Following his collegiate education, and under the influence and guidance of Abraham Malpan, he made arrangements to travel to Antioch for episcopal consecration with assistance from his teachers in Madras. According to tradition, he expressed his commitment to his ecclesiastical mission to his friend Deacon George Mathen, later Rev. George Mathen, stating his dedication to the renewal of the Church and its restoration according to his reformist vision.

He was consecrated as bishop Mathews Mar Athanasius, in February 1842 at Antioch and served for a brief period before returning to Kerala in March 1843. In 1852, he was recognised as Malankara Metropolitan and continued to lead the Malankara Syrian Church until 1877.

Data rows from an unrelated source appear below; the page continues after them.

use anyhow::{Context as _, anyhow};
use std::path::PathBuf;
use std::str::FromStr;
use std::time::Duration;

pub const DEFAULT_MODEL: &str = "gemini-2.0-flash";
pub const DEFAULT_GEMINI_BASE_URL: &str = "https://generativelanguage.googleapis.com";
pub const DEFAULT_PORT: u16 = 3000;

/// How uploaded PDF content reaches the model.
#[derive(Debug, Clone, Copy, PartialEq, Eq)]
pub enum ContentStrategyKind {
    /// Extract text locally and interpolate it into the prompt.
    TextExtraction,
    /// Forward the raw PDF as a binary attachment.
    DirectAttachment,
}

impl FromStr for ContentStrategyKind {
    type Err = anyhow::Error;

    fn from_str(s: &str) -> anyhow::Result<Self> {
        match s.trim().to_ascii_lowercase().as_str() {
            "text" | "text-extraction" => Ok(Self::TextExtraction),
            "attachment" | "direct-attachment" | "multimodal" => Ok(Self::DirectAttachment),
            other => Err(anyhow!(
                "unknown content strategy '{}', expected 'text' or 'attachment'",
                other
            )),
        }
    }
}

/// Process-wide settings, read once at startup.
#[derive(Debug, Clone)]
pub struct ServiceConfig {
    pub port: u16,
    pub gemini_api_key: Option<String>,
    pub model: String,
    pub gemini_base_url: String,
    pub strategy: ContentStrategyKind,
    /// Deadline for the extractor's parse event. `None` waits forever.
    pub extraction_timeout: Option<Duration>,
    /// TrueType font embedded in exported PDFs. Without one the builtin
    /// Helvetica is used, which only covers WinAnsi text.
    pub pdf_font_path: Option<PathBuf>,
}

impl Default for ServiceConfig {
    fn default() -> Self {
        Self {
            port: DEFAULT_PORT,
            gemini_api_key: None,
            model: DEFAULT_MODEL.to_string(),
            gemini_base_url: DEFAULT_GEMINI_BASE_URL.to_string(),
            strategy: ContentStrategyKind::TextExtraction,
            extraction_timeout: None,
            pdf_font_path: None,
        }
    }
}

impl ServiceConfig {
    pub fn from_env() -> anyhow::Result<Self> {
        Self::from_lookup(|key| std::env::var(key).ok())
    }

    fn from_lookup(lookup: impl Fn(&str) -> Option<String>) -> anyhow::Result<Self> {
        let defaults = Self::default();

        let port = lookup("PORT")
            .and_then(|p| p.parse::<u16>().ok())
            .unwrap_or(defaults.port);

        let gemini_api_key = lookup("GEMINI_API_KEY").filter(|k| !k.trim().is_empty());

        let strategy = match lookup("CONTENT_STRATEGY") {
            Some(value) => value.parse()?,
            None => defaults.strategy,
        };

        let extraction_timeout = lookup("EXTRACTION_TIMEOUT_SECS")
            .map(|secs| {
                secs.parse::<u64>()
                    .with_context(|| format!("EXTRACTION_TIMEOUT_SECS is not a number: {}", secs))
            })
            .transpose()?
            .map(Duration::from_secs);

        Ok(Self {
            port,
            gemini_api_key,
            model: lookup("GEMINI_MODEL").unwrap_or(defaults.model),
            gemini_base_url: lookup("GEMINI_BASE_URL").unwrap_or(defaults.gemini_base_url),
            strategy,
            extraction_timeout,
            pdf_font_path: lookup("PDF_FONT_PATH")
                .filter(|p| !p.trim().is_empty())
                .map(PathBuf::from),
        })
    }
}
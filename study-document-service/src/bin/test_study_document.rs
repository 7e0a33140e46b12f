use anyhow::{Context as _, Result};
use bytes::Bytes;
use std::env;
use study_document_service::tasks::{ContentStrategy, GeminiClient};
use study_document_service::{ServiceConfig, UploadedFile};

#[tokio::main]
async fn main() -> Result<()> {
    tracing_subscriber::fmt().with_env_filter("info").init();

    println!("PDF -> Study Document Test");
    println!("==========================");

    let args: Vec<String> = env::args().collect();
    if args.len() != 2 {
        eprintln!("Usage: {} <pdf_file_path>", args[0]);
        eprintln!("Example: {} /path/to/lecture-notes.pdf", args[0]);
        std::process::exit(1);
    }
    let pdf_path = &args[1];

    let config = ServiceConfig::from_env()?;
    if config.gemini_api_key.is_none() {
        eprintln!("Please set GEMINI_API_KEY environment variable");
        eprintln!("Example: export GEMINI_API_KEY='your_key_here'");
        std::process::exit(1);
    }

    let bytes = tokio::fs::read(pdf_path)
        .await
        .with_context(|| format!("Failed to read {}", pdf_path))?;

    println!("Processing PDF: {} ({} bytes)", pdf_path, bytes.len());
    println!("Strategy: {:?}, model: {}", config.strategy, config.model);
    println!();

    let file = UploadedFile::new(
        Some(pdf_path.clone()),
        Some(study_document_service::PDF_MEDIA_TYPE.to_string()),
        Bytes::from(bytes),
    );
    let strategy = ContentStrategy::from_config(&config);
    let generator = GeminiClient::from_config(&config);

    let response = strategy.generate(file, &generator).await?;

    if let Some(length) = response.original_length {
        println!("Extracted {} characters", length);
    }
    if let Some(size) = response.original_size {
        println!("Sent {} bytes as attachment", size);
    }
    println!("Processed at {}", response.processed_at);
    println!();
    println!("Study Document:");
    println!("───────────────");
    println!("{}", response.study_document);

    Ok(())
}
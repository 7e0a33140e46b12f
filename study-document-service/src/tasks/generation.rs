use crate::config::ServiceConfig;
use crate::tasks::prompts::GenerationRequest;
use anyhow::anyhow;
use async_trait::async_trait;
use reqwest::Client;
use serde_json::{Value, json};
use tracing::info;

/// Remote model that turns a prompt (and optional attachment) into text.
#[async_trait]
pub trait StudyGenerator: Send + Sync {
    async fn generate(&self, request: &GenerationRequest) -> anyhow::Result<String>;
}

/// Gemini `generateContent` REST client. Built once at startup and shared.
#[derive(Clone)]
pub struct GeminiClient {
    http: Client,
    api_key: Option<String>,
    model: String,
    base_url: String,
}

impl GeminiClient {
    pub fn new(api_key: Option<String>, model: impl Into<String>, base_url: impl Into<String>) -> Self {
        Self {
            http: Client::new(),
            api_key,
            model: model.into(),
            base_url: base_url.into().trim_end_matches('/').to_string(),
        }
    }

    pub fn from_config(config: &ServiceConfig) -> Self {
        Self::new(
            config.gemini_api_key.clone(),
            config.model.clone(),
            config.gemini_base_url.clone(),
        )
    }

    pub fn model(&self) -> &str {
        &self.model
    }

    fn endpoint(&self) -> String {
        format!(
            "{}/v1beta/models/{}:generateContent",
            self.base_url, self.model
        )
    }
}

fn build_payload(request: &GenerationRequest) -> Value {
    let mut parts = vec![json!({ "text": request.prompt() })];

    if let Some(attachment) = request.attachment() {
        parts.push(json!({
            "inline_data": {
                "mime_type": attachment.mime_type,
                "data": attachment.data,
            }
        }));
    }

    json!({
        "contents": [
            {
                "role": "user",
                "parts": parts
            }
        ]
    })
}

fn response_text(response_json: &Value) -> anyhow::Result<String> {
    let parts = response_json["candidates"][0]["content"]["parts"]
        .as_array()
        .ok_or_else(|| anyhow!("Invalid response format from model"))?;

    let text: String = parts
        .iter()
        .filter_map(|part| part["text"].as_str())
        .collect();

    if text.trim().is_empty() {
        return Err(anyhow!("Model returned no text"));
    }
    Ok(text)
}

#[async_trait]
impl StudyGenerator for GeminiClient {
    async fn generate(&self, request: &GenerationRequest) -> anyhow::Result<String> {
        let api_key = self
            .api_key
            .as_deref()
            .ok_or_else(|| anyhow!("GEMINI_API_KEY environment variable not set"))?;

        info!(
            "Calling {} (prompt {} chars, attachment: {})",
            self.model,
            request.prompt().len(),
            request.attachment().is_some()
        );

        let response = self
            .http
            .post(self.endpoint())
            .header("x-goog-api-key", api_key)
            .header("Content-Type", "application/json")
            .json(&build_payload(request))
            .send()
            .await?;

        let status = response.status();
        if !status.is_success() {
            let body = response.text().await.unwrap_or_default();
            return Err(anyhow!("Model API request failed: {} {}", status, body));
        }

        let response_json: Value = response.json().await?;
        let text = response_text(&response_json)?;

        info!("Model produced {} characters", text.len());
        Ok(text)
    }
}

During his tenure, Mathews Mar Athanasius ordained several deacons and priests, including individuals who later became prominent figures in the Church, such as St. Gregorios of Parumala. In 1868, he is also recorded to have ordained Abraham Malpan's son Thomas Mar Athanasius, who later represented his faction in ecclesiastical and legal proceedings related to disputes within the Malankara Church.

=== Later years and death ===
Abraham Malpan suffered from diabetes, for which effective treatment was not available during his lifetime. By the age of approximately 50, his health had deteriorated significantly, and he died on 9 September 1845. He was buried the following day at Maramon Church. His funeral service was conducted by his nephew, Mathews Mar Athanasius, who was then serving as Metropolitan of the Malankara Syrian Church.

== Legacy ==
Abraham Malpan is variously interpreted in historical accounts of Indian Christianity as a conservative reformer or, in some narratives, as a figure associated with ecclesiastical schism. Due to his relatively early death and the limited corpus of his direct writings, his precise theological and ecclesiastical vision remains a matter of historical interpretation.

He is generally described as a zealous and disciplined cleric who sought the renewal of the Syrian Church through critical engagement with its prevailing practices, with the intention of aligning them more closely with biblical principles. However, the extent and specific contours of the reforms he envisioned are debated among historians, partly due to the reliance on differing and sometimes partisan sources.

Despite these uncertainties, there is broad agreement that he was deeply committed to the reform of the Church and to what he perceived as a biblically grounded restoration of its practices. His role in the broader nineteenth-century reform movement is therefore often regarded as influential, continuing to shape later discussions on ecclesiastical renewal within the Malankara tradition.

His son, Thomas Mar Athanasius succeeded Mathews Athanasius, as the Metropolitan of the Malankara Mar Thoma Syrian Church from 1889 to 1893 and was succeeded by Abraham Malpan's younger son, Titus I Mar Thoma.